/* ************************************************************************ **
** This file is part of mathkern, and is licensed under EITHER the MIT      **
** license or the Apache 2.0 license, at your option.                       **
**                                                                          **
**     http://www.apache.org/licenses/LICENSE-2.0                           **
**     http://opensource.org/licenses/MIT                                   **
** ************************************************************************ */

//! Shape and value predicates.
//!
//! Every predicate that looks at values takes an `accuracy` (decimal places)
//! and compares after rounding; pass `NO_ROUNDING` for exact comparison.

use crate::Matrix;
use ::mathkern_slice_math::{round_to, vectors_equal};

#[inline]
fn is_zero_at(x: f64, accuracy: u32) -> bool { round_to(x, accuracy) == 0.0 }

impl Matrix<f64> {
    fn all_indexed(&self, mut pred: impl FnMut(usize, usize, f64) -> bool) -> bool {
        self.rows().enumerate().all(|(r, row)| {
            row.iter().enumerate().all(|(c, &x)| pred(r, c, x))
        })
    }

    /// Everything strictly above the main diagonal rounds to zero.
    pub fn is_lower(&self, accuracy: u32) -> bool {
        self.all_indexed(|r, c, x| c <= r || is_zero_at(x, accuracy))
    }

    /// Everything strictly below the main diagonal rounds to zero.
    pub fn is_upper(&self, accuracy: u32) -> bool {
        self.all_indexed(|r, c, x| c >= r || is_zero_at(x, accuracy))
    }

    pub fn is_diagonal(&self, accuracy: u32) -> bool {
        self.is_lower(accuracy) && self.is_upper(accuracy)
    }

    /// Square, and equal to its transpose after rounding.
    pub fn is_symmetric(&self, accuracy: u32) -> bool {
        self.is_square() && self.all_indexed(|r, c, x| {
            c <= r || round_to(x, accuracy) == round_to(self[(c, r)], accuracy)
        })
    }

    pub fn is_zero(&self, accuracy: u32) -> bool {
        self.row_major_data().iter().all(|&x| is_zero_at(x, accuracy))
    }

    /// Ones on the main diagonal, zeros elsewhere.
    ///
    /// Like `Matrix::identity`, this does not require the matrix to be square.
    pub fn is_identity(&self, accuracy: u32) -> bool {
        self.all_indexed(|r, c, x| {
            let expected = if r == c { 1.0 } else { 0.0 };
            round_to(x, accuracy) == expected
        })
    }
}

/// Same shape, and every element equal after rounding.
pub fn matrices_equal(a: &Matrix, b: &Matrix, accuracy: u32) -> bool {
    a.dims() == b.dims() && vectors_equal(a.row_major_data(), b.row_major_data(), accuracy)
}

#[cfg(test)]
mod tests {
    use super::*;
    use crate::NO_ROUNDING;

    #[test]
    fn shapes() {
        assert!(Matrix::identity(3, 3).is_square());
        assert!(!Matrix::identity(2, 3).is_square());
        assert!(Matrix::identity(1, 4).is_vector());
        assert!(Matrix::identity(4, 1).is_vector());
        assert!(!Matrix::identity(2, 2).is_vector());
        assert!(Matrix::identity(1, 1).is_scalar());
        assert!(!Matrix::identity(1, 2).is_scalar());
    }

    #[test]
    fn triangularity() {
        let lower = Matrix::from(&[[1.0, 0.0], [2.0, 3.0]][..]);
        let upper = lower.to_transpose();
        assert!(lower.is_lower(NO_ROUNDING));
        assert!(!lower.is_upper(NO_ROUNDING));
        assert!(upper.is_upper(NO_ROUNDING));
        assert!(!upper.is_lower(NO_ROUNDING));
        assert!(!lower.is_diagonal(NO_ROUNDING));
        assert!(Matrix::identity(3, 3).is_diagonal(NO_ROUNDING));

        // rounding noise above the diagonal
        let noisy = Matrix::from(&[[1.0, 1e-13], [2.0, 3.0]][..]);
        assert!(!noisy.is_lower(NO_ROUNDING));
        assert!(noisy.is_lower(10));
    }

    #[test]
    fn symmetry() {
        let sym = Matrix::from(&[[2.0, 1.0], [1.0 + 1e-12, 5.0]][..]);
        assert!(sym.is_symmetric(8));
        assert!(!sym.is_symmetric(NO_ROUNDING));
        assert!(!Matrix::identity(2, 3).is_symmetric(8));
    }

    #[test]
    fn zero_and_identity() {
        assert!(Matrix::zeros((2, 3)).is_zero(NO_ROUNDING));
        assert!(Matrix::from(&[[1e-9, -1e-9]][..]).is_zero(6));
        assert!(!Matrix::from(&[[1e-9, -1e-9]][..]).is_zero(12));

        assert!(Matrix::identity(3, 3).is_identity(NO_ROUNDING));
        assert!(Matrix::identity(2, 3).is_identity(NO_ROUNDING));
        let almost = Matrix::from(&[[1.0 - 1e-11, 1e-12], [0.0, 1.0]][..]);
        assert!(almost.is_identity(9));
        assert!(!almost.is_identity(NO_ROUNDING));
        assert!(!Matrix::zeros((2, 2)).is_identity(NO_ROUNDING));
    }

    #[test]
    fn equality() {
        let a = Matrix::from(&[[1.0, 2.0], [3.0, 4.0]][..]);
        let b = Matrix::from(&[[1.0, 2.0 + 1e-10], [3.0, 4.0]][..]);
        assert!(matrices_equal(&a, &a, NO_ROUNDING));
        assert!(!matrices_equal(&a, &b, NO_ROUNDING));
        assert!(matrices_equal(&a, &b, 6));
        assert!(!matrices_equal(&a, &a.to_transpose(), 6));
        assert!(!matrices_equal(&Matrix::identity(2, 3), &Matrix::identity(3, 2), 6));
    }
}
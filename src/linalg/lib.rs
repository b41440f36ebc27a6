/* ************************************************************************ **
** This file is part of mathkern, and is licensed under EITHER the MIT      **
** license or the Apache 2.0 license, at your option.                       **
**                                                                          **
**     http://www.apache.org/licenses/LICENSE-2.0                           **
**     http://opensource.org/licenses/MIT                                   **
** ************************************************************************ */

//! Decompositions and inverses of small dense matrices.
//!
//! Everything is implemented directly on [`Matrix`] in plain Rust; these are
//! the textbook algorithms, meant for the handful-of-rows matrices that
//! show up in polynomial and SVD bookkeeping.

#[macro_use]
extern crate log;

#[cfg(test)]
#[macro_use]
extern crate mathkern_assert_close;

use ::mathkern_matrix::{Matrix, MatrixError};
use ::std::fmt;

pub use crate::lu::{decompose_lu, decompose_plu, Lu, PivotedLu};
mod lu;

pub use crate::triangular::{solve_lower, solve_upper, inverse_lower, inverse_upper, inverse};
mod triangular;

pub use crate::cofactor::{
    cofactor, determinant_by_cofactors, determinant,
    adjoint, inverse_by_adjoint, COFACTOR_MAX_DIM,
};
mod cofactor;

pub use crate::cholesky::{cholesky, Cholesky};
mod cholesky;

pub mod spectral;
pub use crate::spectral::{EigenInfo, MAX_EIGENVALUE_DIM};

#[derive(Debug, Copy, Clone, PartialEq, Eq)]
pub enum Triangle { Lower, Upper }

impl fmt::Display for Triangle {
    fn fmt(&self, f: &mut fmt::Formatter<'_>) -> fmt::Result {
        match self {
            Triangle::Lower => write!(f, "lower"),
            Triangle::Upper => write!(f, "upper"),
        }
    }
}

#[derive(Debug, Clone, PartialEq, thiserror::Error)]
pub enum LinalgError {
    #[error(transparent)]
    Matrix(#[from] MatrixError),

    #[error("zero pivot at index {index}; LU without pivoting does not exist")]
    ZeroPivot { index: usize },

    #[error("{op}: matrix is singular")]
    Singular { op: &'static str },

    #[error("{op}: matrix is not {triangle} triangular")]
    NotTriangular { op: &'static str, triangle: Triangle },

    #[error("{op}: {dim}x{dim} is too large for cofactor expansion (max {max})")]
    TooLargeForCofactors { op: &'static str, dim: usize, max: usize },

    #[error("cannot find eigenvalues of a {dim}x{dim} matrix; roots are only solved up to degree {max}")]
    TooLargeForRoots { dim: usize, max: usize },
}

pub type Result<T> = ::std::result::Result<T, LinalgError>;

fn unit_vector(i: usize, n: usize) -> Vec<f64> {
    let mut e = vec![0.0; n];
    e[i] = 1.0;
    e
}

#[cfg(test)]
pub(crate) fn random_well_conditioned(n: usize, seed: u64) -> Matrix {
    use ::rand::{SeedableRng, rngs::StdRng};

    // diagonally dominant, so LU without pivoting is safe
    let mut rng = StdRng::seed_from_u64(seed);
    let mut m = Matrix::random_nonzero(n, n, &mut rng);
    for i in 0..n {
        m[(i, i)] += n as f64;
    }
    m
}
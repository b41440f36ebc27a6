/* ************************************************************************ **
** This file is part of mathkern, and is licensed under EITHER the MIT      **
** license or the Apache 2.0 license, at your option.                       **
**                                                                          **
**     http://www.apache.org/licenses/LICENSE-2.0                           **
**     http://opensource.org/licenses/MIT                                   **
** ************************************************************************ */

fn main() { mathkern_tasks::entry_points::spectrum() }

* * *

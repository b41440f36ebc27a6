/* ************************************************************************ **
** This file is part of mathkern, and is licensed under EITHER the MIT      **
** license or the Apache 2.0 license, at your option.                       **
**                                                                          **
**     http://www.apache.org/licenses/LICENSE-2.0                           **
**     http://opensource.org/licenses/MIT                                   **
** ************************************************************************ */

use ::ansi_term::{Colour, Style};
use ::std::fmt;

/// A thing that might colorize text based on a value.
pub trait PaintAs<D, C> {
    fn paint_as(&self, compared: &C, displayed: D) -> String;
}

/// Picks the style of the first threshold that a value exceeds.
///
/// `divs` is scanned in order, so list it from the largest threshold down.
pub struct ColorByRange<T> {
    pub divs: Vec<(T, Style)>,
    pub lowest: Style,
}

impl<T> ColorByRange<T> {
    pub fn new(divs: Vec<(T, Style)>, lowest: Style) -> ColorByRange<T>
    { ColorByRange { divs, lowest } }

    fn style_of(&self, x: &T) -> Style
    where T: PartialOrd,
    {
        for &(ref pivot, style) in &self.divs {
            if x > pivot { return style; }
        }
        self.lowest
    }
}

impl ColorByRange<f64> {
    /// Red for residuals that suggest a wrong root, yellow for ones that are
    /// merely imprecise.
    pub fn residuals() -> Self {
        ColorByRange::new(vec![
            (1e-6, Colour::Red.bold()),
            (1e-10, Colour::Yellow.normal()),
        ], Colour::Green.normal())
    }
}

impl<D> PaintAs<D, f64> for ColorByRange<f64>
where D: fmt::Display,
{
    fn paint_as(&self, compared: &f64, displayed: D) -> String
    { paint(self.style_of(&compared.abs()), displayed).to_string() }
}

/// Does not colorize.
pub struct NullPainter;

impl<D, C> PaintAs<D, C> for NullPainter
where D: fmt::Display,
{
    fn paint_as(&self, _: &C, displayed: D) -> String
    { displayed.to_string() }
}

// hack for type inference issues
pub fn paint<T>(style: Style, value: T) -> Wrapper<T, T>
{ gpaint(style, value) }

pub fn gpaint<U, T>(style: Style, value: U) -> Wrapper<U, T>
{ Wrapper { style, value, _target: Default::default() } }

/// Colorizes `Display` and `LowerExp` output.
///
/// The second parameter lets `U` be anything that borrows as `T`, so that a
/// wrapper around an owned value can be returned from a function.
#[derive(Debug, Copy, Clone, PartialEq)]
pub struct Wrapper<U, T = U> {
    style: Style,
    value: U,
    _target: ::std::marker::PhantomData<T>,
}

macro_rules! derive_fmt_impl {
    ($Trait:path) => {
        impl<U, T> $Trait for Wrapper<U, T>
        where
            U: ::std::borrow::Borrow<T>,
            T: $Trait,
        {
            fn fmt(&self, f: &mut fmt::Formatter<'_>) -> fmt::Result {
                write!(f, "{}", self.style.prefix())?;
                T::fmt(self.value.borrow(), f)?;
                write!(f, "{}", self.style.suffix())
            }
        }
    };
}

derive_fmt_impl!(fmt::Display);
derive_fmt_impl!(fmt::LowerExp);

▶ **WHAT THE TASK REQUIRES**:
Write only the number of lines in the data where the word "Everything" occurs.

▶ **RESULT OF THE TASK**:
3